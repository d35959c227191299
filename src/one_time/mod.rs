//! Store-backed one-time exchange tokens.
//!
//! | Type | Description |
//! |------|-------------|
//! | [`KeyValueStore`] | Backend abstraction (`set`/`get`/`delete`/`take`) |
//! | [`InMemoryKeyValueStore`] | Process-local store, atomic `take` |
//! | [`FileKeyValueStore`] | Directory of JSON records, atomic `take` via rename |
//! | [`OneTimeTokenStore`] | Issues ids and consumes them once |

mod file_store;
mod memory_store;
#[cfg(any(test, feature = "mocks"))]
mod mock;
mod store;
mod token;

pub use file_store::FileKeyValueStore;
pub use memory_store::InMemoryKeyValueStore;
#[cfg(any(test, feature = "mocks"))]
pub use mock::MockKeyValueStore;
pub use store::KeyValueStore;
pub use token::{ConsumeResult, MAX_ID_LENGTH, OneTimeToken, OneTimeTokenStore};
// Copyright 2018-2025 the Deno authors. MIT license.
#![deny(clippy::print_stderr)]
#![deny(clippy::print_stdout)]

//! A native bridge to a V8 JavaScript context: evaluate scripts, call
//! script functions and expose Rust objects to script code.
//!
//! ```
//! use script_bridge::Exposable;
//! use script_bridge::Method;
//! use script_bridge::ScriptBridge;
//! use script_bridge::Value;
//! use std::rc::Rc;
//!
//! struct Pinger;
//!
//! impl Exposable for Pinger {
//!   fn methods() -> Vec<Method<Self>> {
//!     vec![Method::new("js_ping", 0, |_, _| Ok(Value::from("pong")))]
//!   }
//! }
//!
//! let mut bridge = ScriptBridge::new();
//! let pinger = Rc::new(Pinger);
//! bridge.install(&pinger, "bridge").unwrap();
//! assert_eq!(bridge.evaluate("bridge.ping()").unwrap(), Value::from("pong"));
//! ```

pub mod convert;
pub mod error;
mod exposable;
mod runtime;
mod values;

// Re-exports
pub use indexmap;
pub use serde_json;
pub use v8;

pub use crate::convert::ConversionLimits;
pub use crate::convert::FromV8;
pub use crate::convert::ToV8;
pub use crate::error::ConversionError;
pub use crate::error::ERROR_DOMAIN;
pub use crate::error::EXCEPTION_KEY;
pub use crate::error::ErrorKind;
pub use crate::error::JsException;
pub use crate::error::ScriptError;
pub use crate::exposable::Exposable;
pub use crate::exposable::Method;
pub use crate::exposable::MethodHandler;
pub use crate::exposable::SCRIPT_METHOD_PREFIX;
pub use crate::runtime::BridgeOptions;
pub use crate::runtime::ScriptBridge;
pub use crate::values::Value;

────

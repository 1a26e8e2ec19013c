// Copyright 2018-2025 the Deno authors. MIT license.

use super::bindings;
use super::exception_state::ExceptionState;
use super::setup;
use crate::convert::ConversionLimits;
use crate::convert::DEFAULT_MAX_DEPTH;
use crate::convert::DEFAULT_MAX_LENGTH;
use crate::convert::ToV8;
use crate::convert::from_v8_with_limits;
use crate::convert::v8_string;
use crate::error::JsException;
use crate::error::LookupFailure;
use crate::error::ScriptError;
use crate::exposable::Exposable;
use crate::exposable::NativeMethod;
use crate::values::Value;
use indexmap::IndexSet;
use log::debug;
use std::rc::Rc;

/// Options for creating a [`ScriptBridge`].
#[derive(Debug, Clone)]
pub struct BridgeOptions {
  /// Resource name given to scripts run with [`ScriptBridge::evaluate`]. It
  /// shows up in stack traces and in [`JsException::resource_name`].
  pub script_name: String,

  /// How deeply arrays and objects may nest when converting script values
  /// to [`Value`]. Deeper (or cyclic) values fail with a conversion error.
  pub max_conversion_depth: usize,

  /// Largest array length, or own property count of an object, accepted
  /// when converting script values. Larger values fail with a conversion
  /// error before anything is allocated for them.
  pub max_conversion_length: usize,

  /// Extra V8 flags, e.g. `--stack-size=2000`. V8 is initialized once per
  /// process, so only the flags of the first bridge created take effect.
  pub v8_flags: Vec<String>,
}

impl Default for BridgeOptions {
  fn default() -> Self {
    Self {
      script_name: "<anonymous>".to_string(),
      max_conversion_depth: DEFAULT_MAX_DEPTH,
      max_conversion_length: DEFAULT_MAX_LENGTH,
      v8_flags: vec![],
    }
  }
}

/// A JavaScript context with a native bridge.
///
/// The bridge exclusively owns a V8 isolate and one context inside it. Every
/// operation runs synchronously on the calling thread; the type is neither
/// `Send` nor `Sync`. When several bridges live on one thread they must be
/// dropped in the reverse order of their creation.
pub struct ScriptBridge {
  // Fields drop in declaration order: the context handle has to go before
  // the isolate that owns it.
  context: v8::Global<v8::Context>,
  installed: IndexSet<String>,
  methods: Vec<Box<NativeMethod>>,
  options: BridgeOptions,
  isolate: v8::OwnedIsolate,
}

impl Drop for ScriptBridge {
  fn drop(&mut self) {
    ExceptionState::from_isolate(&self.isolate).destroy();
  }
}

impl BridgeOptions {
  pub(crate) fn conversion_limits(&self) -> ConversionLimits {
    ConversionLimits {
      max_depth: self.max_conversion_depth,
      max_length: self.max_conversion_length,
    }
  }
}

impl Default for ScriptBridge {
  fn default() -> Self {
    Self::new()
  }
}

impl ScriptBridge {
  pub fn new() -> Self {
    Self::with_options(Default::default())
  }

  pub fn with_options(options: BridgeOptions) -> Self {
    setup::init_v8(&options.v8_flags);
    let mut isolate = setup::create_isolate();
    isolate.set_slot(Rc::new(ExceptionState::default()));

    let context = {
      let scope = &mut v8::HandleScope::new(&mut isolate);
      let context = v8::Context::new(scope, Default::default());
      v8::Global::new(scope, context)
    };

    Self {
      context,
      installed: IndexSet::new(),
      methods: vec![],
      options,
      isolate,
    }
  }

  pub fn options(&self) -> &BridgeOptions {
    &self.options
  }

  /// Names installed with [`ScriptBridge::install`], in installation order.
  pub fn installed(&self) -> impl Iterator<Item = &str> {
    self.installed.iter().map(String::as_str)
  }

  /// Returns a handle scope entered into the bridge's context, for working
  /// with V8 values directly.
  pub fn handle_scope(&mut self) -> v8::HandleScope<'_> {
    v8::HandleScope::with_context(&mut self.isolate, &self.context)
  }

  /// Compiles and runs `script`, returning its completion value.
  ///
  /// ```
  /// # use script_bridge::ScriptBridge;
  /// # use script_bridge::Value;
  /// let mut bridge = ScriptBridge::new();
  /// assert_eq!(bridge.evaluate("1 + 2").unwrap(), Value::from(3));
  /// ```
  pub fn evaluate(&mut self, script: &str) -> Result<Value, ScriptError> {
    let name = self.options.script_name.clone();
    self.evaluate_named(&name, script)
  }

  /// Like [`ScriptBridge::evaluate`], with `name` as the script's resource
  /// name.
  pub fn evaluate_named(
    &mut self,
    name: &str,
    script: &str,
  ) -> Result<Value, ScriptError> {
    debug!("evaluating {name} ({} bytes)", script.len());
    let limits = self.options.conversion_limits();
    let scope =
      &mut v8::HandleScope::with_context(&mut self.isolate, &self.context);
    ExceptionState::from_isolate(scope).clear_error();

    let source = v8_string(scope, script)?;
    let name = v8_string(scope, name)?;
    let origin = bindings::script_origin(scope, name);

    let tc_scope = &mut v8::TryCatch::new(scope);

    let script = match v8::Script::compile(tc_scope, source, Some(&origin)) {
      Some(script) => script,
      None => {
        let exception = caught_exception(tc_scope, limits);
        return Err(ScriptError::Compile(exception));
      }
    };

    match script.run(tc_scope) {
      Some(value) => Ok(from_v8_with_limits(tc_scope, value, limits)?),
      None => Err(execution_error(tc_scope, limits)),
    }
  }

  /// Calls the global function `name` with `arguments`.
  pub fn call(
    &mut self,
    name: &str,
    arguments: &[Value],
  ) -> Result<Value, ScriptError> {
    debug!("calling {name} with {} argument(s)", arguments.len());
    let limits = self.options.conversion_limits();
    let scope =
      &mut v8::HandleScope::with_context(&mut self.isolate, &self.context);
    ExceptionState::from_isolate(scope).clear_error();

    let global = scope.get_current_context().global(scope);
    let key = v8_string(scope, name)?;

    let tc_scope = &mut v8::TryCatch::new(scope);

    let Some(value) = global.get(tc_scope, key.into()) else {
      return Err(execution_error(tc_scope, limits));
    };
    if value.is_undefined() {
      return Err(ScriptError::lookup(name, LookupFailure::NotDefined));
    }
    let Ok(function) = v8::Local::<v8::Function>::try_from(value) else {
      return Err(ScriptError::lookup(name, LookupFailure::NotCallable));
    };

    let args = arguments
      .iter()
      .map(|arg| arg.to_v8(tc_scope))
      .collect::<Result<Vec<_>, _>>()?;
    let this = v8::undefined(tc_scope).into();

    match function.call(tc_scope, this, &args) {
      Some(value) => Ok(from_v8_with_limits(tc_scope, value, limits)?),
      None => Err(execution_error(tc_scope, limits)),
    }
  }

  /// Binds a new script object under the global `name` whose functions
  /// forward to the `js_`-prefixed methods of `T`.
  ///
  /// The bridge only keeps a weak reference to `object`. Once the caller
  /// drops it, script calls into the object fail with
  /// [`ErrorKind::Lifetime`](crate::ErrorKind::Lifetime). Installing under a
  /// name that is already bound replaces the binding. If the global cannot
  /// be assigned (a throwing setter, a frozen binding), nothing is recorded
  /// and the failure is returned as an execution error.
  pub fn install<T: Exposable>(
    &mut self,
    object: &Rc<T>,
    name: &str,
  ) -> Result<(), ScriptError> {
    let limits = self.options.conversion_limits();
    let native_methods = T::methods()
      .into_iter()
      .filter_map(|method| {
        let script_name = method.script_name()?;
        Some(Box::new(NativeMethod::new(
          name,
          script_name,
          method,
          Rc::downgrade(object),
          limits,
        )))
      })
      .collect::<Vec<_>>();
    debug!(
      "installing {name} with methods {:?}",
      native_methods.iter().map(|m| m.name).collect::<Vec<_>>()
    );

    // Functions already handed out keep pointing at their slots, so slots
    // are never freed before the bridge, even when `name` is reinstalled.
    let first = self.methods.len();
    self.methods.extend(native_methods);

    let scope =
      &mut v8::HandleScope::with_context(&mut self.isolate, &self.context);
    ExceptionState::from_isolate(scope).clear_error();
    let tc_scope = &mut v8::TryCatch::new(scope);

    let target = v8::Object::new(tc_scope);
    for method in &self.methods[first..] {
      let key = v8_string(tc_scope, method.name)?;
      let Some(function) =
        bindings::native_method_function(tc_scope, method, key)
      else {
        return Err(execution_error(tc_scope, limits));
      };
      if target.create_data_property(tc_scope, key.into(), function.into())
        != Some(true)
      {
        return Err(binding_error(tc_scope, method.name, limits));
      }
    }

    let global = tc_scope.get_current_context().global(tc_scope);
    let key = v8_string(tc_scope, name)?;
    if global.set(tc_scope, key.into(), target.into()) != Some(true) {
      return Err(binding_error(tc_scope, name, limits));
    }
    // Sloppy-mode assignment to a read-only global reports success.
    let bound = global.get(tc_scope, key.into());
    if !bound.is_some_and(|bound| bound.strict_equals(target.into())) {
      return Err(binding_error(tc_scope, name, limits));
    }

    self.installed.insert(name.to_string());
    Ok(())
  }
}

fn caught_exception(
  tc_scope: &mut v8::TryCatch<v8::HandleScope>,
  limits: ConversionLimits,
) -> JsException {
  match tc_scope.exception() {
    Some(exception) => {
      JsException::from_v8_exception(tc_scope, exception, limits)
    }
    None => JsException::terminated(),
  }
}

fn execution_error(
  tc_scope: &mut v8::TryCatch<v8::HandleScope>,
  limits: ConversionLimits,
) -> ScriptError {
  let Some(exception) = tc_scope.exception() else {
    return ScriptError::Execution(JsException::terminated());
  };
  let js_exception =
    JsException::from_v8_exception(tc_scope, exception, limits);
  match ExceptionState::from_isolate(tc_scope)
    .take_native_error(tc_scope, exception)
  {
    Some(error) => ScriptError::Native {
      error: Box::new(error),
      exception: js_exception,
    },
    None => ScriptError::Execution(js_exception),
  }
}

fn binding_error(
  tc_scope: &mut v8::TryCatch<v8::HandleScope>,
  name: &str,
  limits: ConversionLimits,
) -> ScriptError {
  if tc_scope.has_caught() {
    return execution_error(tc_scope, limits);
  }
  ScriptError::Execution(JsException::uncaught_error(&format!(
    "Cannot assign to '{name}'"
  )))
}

────

What is being asked » Of all the entries above, how many lines contain the string "collect"? Answer with the number only.

Answer space » 3